Why do you use inheritance in general?

When you use inheritance, you have a common set of behaviour, which you want to make available for many different carriers. This includes class inheritance as well als interface inheritance. The heir, so to speak, is oftentimes a specialization of the class from whom it inherits; which is mainly true for class inheritance.

Think of a class car and a subclass porsche (the typical is a-relationship). You have general behaviour like starting/stopping engine, steering and so on. If you treat a porsche like a car, you are bound to this aspect of its behaviour. If you know, that you only want a porsche and only deal with it as a porsche, it is redundant to instantiiate a porsche as a car and get porsche-behaviour via casting.

Polymorphism makes sense the other way around:

You have a porsche and need to treat it from the aspect of a car; e.g. driving

As long as your porsche accepts steer left, steer right, shift up, shift down, etc. you could make use of polymorphism/substitution one for the other.

It is better, to instantiate your objects in their specialized form. Then you could make the most of polymorphism and use it only when you need it.

That said: Parent p = new Child1(); makes no sense for me.

Edit: I would implement porsche different (via composition), but for the sake of the example, it is a car.

4

Your feeling is right to consider it a bad practise. Imagine your example code a little different:

Parent p = createObject();
((Child1) p).child1SpecificMethod();

How do you know, that the value of p is really Child1? You don't and this can cause a ClassCastException at runtime. If you need to call child1SpecificMethod() in your code you have to make sure that p is of type Child1. If that is not possible because Object p is passed to your code (e.g. as a method parameter) as type Parent, you could consider using a variant of the Visitor-Pattern and execute child1SpecificMethod in the handle-Method of your visitor object, that handles Child1.

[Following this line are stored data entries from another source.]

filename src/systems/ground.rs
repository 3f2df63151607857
use glam::Vec3;

/// Movement-primitive collaborator consumed by the locomotion core.
///
/// The core never collides anything itself: it asks for ground contact at two
/// sensitivities, toggles clamping/slope behaviour on state entry, and trusts
/// the surface for `up` and the tick's elapsed time.
pub trait LocomotionSurface {
    /// Unit up direction.
    fn up(&self) -> Vec3;
    /// Point gravity along `-up` from now on. `up` is unit length.
    fn set_up(&mut self, up: Vec3);
    /// Authoritative duration of the current tick, in seconds.
    fn delta_time(&self) -> f32;
    fn enable_ground_clamp(&mut self);
    fn disable_ground_clamp(&mut self);
    fn enable_slope_limit(&mut self);
    fn disable_slope_limit(&mut self);
    /// `strict = true` asks "still on the ground we had"; `false` asks "just landed".
    fn is_grounded(&self, strict: bool, tolerance: f32) -> bool;
}

const DEFAULT_MAX_DELTA: f32 = 0.1;
const DEFAULT_CLAMP_DISTANCE: f32 = 0.5;

/// Ground plane perpendicular to `up`, optionally bounded to a square platform.
///
/// `height` is measured along `up`, so rotating gravity tilts the plane with it.
/// Call [`begin_tick`](Self::begin_tick) and [`resolve`](Self::resolve) once
/// per tick before the locomotion machine runs, in that order.
#[derive(Debug, Clone)]
pub struct FlatGround {
    pub height: f32,
    up: Vec3,
    /// Half-width of the platform around the origin, measured in the plane.
    /// `None` = infinite.
    pub half_extent: Option<f32>,
    /// Max height above the plane that ground clamping snaps down from.
    pub clamp_distance: f32,
    /// Upper bound applied to incoming delta times (stall protection).
    pub max_delta: f32,
    delta_time: f32,
    clamping: bool,
    slope_limit: bool,
    /// Position seen by the last `resolve`.
    foot: Vec3,
}

impl FlatGround {
    /// Infinite plane at `height`.
    pub fn new(height: f32) -> Self {
        Self {
            height,
            up: Vec3::Y,
            half_extent: None,
            clamp_distance: DEFAULT_CLAMP_DISTANCE,
            max_delta: DEFAULT_MAX_DELTA,
            delta_time: 0.0,
            clamping: true,
            slope_limit: true,
            foot: Vec3::Y * height,
        }
    }

    /// Square platform of half-width `half_extent` centred on the origin.
    pub fn platform(height: f32, half_extent: f32) -> Self {
        Self {
            half_extent: Some(half_extent),
            ..Self::new(height)
        }
    }

    /// Store this tick's delta time. Non-finite or negative values become 0.
    pub fn begin_tick(&mut self, raw_dt: f32) {
        self.delta_time = if raw_dt.is_finite() {
            raw_dt.clamp(0.0, self.max_delta)
        } else {
            0.0
        };
    }

    /// Collide `position` against the plane and remember it for ground queries.
    pub fn resolve(&mut self, position: &mut Vec3) {
        if self.supports(*position) {
            let above = self.height_above(*position);
            if above < 0.0 || (self.clamping && above <= self.clamp_distance) {
                *position -= self.up * above;
            }
        }
        self.foot = *position;
    }

    pub fn supports(&self, position: Vec3) -> bool {
        match self.half_extent {
            Some(half) => {
                let planar = position - self.up * position.dot(self.up);
                planar.abs().max_element() <= half
            }
            None => true,
        }
    }

    /// Signed distance from the plane along `up`.
    pub fn height_above(&self, position: Vec3) -> f32 {
        position.dot(self.up) - self.height
    }

    pub fn clamping(&self) -> bool {
        self.clamping
    }

    pub fn slope_limited(&self) -> bool {
        self.slope_limit
    }
}

impl LocomotionSurface for FlatGround {
    fn up(&self) -> Vec3 {
        self.up
    }

    fn set_up(&mut self, up: Vec3) {
        self.up = up;
    }

    fn delta_time(&self) -> f32 {
        self.delta_time
    }

    fn enable_ground_clamp(&mut self) {
        self.clamping = true;
    }

    fn disable_ground_clamp(&mut self) {
        self.clamping = false;
    }

    fn enable_slope_limit(&mut self) {
        self.slope_limit = true;
    }

    fn disable_slope_limit(&mut self) {
        self.slope_limit = false;
    }

    // A flat plane has no slopes, so strict and loose contact only differ by tolerance.
    fn is_grounded(&self, _strict: bool, tolerance: f32) -> bool {
        self.supports(self.foot) && self.height_above(self.foot) <= tolerance
    }
}

#[cfg(test)]
mod tests {
    use super::*;

    #[test]
    fn resolve_lifts_positions_out_of_the_plane() {
        let mut ground = FlatGround::new(1.0);
        let mut p = Vec3::new(0.0, 0.2, 0.0);
        ground.resolve(&mut p);
        assert_eq!(p.y, 1.0);
        assert!(ground.is_grounded(false, 0.01));
    }

    #[test]
    fn clamping_snaps_down_only_while_enabled() {
        let mut ground = FlatGround::new(0.0);
        let mut p = Vec3::new(0.0, 0.3, 0.0);
        ground.resolve(&mut p);
        assert_eq!(p.y, 0.0);

        ground.disable_ground_clamp();
        let mut p = Vec3::new(0.0, 0.3, 0.0);
        ground.resolve(&mut p);
        assert_eq!(p.y, 0.3);
        assert!(ground.is_grounded(true, 0.5));
        assert!(!ground.is_grounded(false, 0.01));
    }

    #[test]
    fn platform_edges_stop_support() {
        let mut ground = FlatGround::platform(0.0, 2.0);
        let mut p = Vec3::new(3.0, -1.0, 0.0);
        ground.resolve(&mut p);
        assert_eq!(p.y, -1.0);
        assert!(!ground.is_grounded(true, 0.5));
    }

    #[test]
    fn tilted_plane_follows_up() {
        let mut ground = FlatGround::platform(0.0, 10.0);
        ground.set_up(Vec3::Z);
        let mut p = Vec3::new(1.0, 5.0, -0.3);
        ground.resolve(&mut p);
        assert_eq!(p, Vec3::new(1.0, 5.0, 0.0));
        assert!(ground.is_grounded(false, 0.01));

        // Y now lies in the plane, so 5.0 is past a half-width of 4.
        ground.half_extent = Some(4.0);
        let mut p = Vec3::new(0.0, 5.0, -0.3);
        ground.resolve(&mut p);
        assert_eq!(p.z, -0.3);
        assert!(!ground.is_grounded(true, 0.5));
    }

    #[test]
    fn delta_time_is_clamped() {
        let mut ground = FlatGround::new(0.0);
        ground.begin_tick(5.0);
        assert_eq!(ground.delta_time(), DEFAULT_MAX_DELTA);
        ground.begin_tick(-1.0);
        assert_eq!(ground.delta_time(), 0.0);
        ground.begin_tick(f32::NAN);
        assert_eq!(ground.delta_time(), 0.0);
    }
}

  • "you have to make sure that p is of type Child1" - that is indeed not possible because Object p is passed as method parameter. The visitor pattern is good hint. – jpmath Oct 10 '14 at 13:14
4

Use lookup of capabilities instead. Give no access to the child classes, consider them implementations of the Parent class.

Then define interfaces specifying some capability, feature.

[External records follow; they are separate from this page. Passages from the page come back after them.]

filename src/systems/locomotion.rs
use glam::{Mat3, Quat, Vec3};
use hecs::World;

use crate::components::{CharacterFsm, CharacterState, LocalTransform, MotionState, MotionTrace};
use crate::config::LocomotionConfig;
use crate::engine::input::{InputScript, InputSnapshot};
use crate::error::Error;
use crate::fsm::{StateCallbacks, StateTable, Tick};

use super::ground::{FlatGround, LocomotionSurface};

use CharacterState::{AirDash, AirJump, Dash, Fall, Idle, Jump, Walk};

// ---------------------------------------------------------------------------
// Callback context
// ---------------------------------------------------------------------------

/// Everything a state callback may touch for one character.
pub struct Character<G> {
    pub motion: MotionState,
    pub transform: LocalTransform,
    pub surface: G,
    /// Snapshot for the tick in progress.
    pub input: InputSnapshot,
    pub config: LocomotionConfig,
    /// The depth-axis lock pins Z back to this.
    spawn_position: Vec3,
}

impl<G: LocomotionSurface> Character<G> {
    fn maintaining_ground(&self) -> bool {
        self.surface
            .is_grounded(true, self.config.maintain_ground_tolerance)
    }

    fn acquiring_ground(&self) -> bool {
        self.surface
            .is_grounded(false, self.config.acquire_ground_tolerance)
    }

    /// Dash held and still inside the window opened by the last dash entry.
    fn is_dashing(&self, now: f32) -> bool {
        self.input.dash_held
            && self
                .motion
                .dash_start_time
                .is_some_and(|start| now - start < self.config.dash_duration)
    }

    /// Negative limits mean no cap. A dash-launched jump forfeits air actions.
    fn can_air_act(&self) -> bool {
        let limit = self.config.air_action_limit;
        !self.motion.dash_launched_jump
            && (limit < 0 || i64::from(self.motion.air_actions_used) < i64::from(limit))
    }

    /// Request an air jump or air dash if one is pressed and budgeted.
    ///
    /// Uses `restart` so chaining the same air action re-enters its state.
    fn try_air_action(&self, tick: &mut Tick<CharacterState>) -> bool {
        if !self.can_air_act() {
            return false;
        }
        if self.input.jump_pressed {
            tick.restart(AirJump);
            true
        } else if self.input.dash_pressed {
            tick.restart(AirDash);
            true
        } else {
            false
        }
    }

    /// Input intent expressed relative to facing and up, normalized.
    fn local_movement(&self, state: CharacterState, now: f32) -> Vec3 {
        let facing = self.motion.facing;
        let axes = self.input.move_axes;

        let mut local = if self.config.side_scrolling {
            Vec3::X * axes.x
        } else {
            let right = facing.cross(self.surface.up());
            right * axes.x + facing * axes.z
        };

        // Dashing always pushes along facing, except once a jump has launched.
        if state != Jump && self.is_dashing(now) {
            local += facing;
        }

        local.normalize_or_zero()
    }

    /// Split velocity into its planar part and its signed speed along up.
    fn split_velocity(&self) -> (Vec3, f32) {
        let up = self.surface.up();
        let rise = self.motion.velocity.dot(up);
        (self.motion.velocity - up * rise, rise)
    }

    fn zero_vertical(&mut self) {
        let (planar, _) = self.split_velocity();
        self.motion.velocity = planar;
    }

    fn launch(&mut self) {
        self.zero_vertical();
        self.motion.velocity += self.surface.up() * self.config.jump_speed();
    }

    fn release_ground(&mut self) {
        self.surface.disable_ground_clamp();
        self.surface.disable_slope_limit();
    }

    /// Airborne integration: steer planar speed from input, pull the vertical
    /// speed down toward terminal velocity.
    fn apply_gravity(&mut self, state: CharacterState, now: f32, dt: f32) {
        let (_, mut rise) = self.split_velocity();

        // Jump released while still rising: cut the arc short.
        if !self.input.jump_held && rise > 0.0 {
            rise = move_towards(rise, 0.0, self.config.interrupt_force * dt);
        }

        let speed = self.config.air_speed(self.motion.dash_launched_jump);
        let planar = self.local_movement(state, now) * speed;
        rise = move_towards(rise, -self.config.max_gravity, self.config.gravity * dt);

        self.motion.velocity = planar + self.surface.up() * rise;
    }

    /// Landing or apex check for Jump/AirJump. Returns `true` if a transition
    /// was requested.
    fn jump_ended(&mut self, tick: &mut Tick<CharacterState>) -> bool {
        let (planar, rise) = self.split_velocity();
        // Moving against up is the "more than 90° from up" case.
        if rise < 0.0 && self.acquiring_ground() {
            self.motion.velocity = planar;
            tick.go(Idle);
            return true;
        }
        if rise < 0.0 {
            tick.go(Fall);
            return true;
        }
        false
    }

    fn accelerate_toward(&mut self, state: CharacterState, now: f32, speed: f32) {
        let target = self.local_movement(state, now) * speed;
        self.motion.velocity = move_towards(self.motion.velocity, target, speed);
    }
}

/// Move `current` toward `target` by at most `max_delta`, never overshooting.
pub fn move_towards<V: Towards>(current: V, target: V, max_delta: f32) -> V {
    V::towards(current, target, max_delta)
}

pub trait Towards: Copy {
    fn towards(current: Self, target: Self, max_delta: f32) -> Self;
}

impl Towards for f32 {
    fn towards(current: f32, target: f32, max_delta: f32) -> f32 {
        if (target - current).abs() <= max_delta {
            target
        } else {
            current + (target - current).signum() * max_delta
        }
    }
}

impl Towards for Vec3 {
    fn towards(current: Vec3, target: Vec3, max_delta: f32) -> Vec3 {
        let delta = target - current;
        let distance = delta.length();
        if distance <= max_delta || distance == 0.0 {
            target
        } else {
            current + delta / distance * max_delta
        }
    }
}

interface Child1Specific {
    void child1SpecificMethod();
}

Usage:

Parent parent = ...
Child1Specific specific = parent.lookup(Child1Specific.class);
if (specific1 != null) {
    specific1.child1SpecificMethod();
}

This discovery mechanism is very flexible. Using delegation instead of inheritance can be quite rewarding. Note, having child classes is no longer needed.

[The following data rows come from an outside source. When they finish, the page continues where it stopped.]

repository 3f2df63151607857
pub mod input;
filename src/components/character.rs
use glam::Vec3;

use crate::fsm::StateMachine;

// ---------------------------------------------------------------------------
// Character state machine
// ---------------------------------------------------------------------------

/// All discrete locomotion states a character can be in.
///
/// Transition logic lives in `src/systems/locomotion.rs` (where it has access
/// to input and ground context) rather than here so that this file stays
/// pure data.
#[derive(Clone, Copy, Debug, PartialEq, Eq, Hash)]
pub enum CharacterState {
    /// Grounded, no movement input. Friction brings velocity to rest.
    Idle,
    /// Grounded, accelerating toward run speed along the input direction.
    Walk,
    /// Ascending after a grounded jump.
    Jump,
    /// Airborne and descending, or walked off an edge.
    Fall,
    /// Grounded burst along facing while the dash button is held.
    Dash,
    /// Jump started in the air. Consumes one air action.
    AirJump,
    /// Dash started in the air. Cancels vertical speed and consumes one air action.
    AirDash,
}

impl CharacterState {
    pub const ALL: [CharacterState; 7] = [
        Self::Idle,
        Self::Walk,
        Self::Jump,
        Self::Fall,
        Self::Dash,
        Self::AirJump,
        Self::AirDash,
    ];
}

/// Shared motion fields that the state callbacks read and mutate.
///
/// Created once at spawn and carried across every transition; nothing here is
/// reset implicitly when the state changes.
#[derive(Debug, Clone, Copy, PartialEq)]
pub struct MotionState {
    /// Current velocity. Integrated into position by the late hook.
    pub velocity: Vec3,
    /// Unit direction the character faces. Written only by the global hooks.
    pub facing: Vec3,
    /// Air jumps + air dashes since the last time Idle was entered.
    pub air_actions_used: u32,
    /// Simulation time the most recent dash started. `None` before any dash.
    pub dash_start_time: Option<f32>,
    /// Set by Jump's enter when launched out of a dash. Reset by Idle's enter.
    pub dash_launched_jump: bool,
}

impl MotionState {
    pub fn new(facing: Vec3) -> Self {
        Self {
            velocity: Vec3::ZERO,
            facing,
            air_actions_used: 0,
            dash_start_time: None,
            dash_launched_jump: false,
        }
    }
}

/// FSM driving one character. `C` is the callback context.
pub type CharacterFsm<C> = StateMachine<CharacterState, C>;
use glam::Vec3;
use hecs::{Entity, World};

use crate::components::{Label, LocalTransform, MotionTrace};
use crate::config::LocomotionConfig;
use crate::engine::input::InputScript;
use crate::error::Error;
use crate::systems::{FlatGround, LocomotionMachine};

/// Spawn one scripted character standing at `pos` on `ground`.
///
/// Each entity owns its own machine and ground collaborator, so characters
/// never share mutable state.
pub fn spawn_character(
    world: &mut World,
    label: &str,
    config: LocomotionConfig,
    ground: FlatGround,
    pos: Vec3,
    script: InputScript,
) -> Result<Entity, Error> {
    let machine = LocomotionMachine::new(config, ground, LocalTransform::new(pos))?;
    let trace = MotionTrace {
        peak_height: pos.y,
        transitions: 0,
    };
    Ok(world.spawn((Label(label.to_string()), machine, script, trace)))
}
mod character;

pub use character::{CharacterFsm, CharacterState, MotionState};

use glam::{Mat4, Quat, Vec3};

/// Spatial transform with position, rotation, and scale.
#[derive(Debug, Clone, Copy, PartialEq)]
pub struct LocalTransform {
    pub position: Vec3,
    pub rotation: Quat,
    pub scale: Vec3,
}

impl LocalTransform {
    pub fn new(position: Vec3) -> Self {
        Self {
            position,
            rotation: Quat::IDENTITY,
            scale: Vec3::ONE,
        }
    }

    pub fn matrix(&self) -> Mat4 {
        Mat4::from_scale_rotation_translation(self.scale, self.rotation, self.position)
    }
}

/// Display name of a simulated character.
#[derive(Debug, Clone)]
pub struct Label(pub String);

/// Per-character run statistics collected by the locomotion system.
#[derive(Debug, Clone, Copy, Default)]
pub struct MotionTrace {
    pub peak_height: f32,
    pub transitions: u32,
}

Or in java 8 (where several variations are possible, and the interface could be functional too):

Optional<Child1Specific> specific = parent.lookup(Child1Specific.class);
if (specific1.isPresent()) {
    specific1.get().child1SpecificMethod();
}

Make in the Parent class a lookup for some capability:

public class Parent {
    protected final Map<Class<?>, Object> capabilities = new HashMap<>();
    protected final <T> void registerCapability(Class<T> klass, T object);

    public <T> T lookup(Class<T> klass) {
        Object object = capabilities.get(klass);
        return object == null ? null : klass.cast(object);
    }

Or in java 8:

    public <T> Optional<T> lookup(Class<T> klass) {
        Object object = capabilities.get(klass);
        return Optional.ofNullable(klass.cast(object));
    }

The child class:

class Child1 extend Parent implements Child1Specific {
    Child1() {
        registerCapability(Child1Specific.class, this);
    }
}

Or more dynamic:

class Child1 extends Parent {
    private Child1Specific specific = new Child1Specific() {
        ... Parent.this ...
    };
    Child1() {
        registerCapability(Child1Specific.class, specific);
    }
}
-3

Add an abstract method child1SpecificMethod() in Parent class(you need to mark class as abstract) and provide its implementation in respective child class.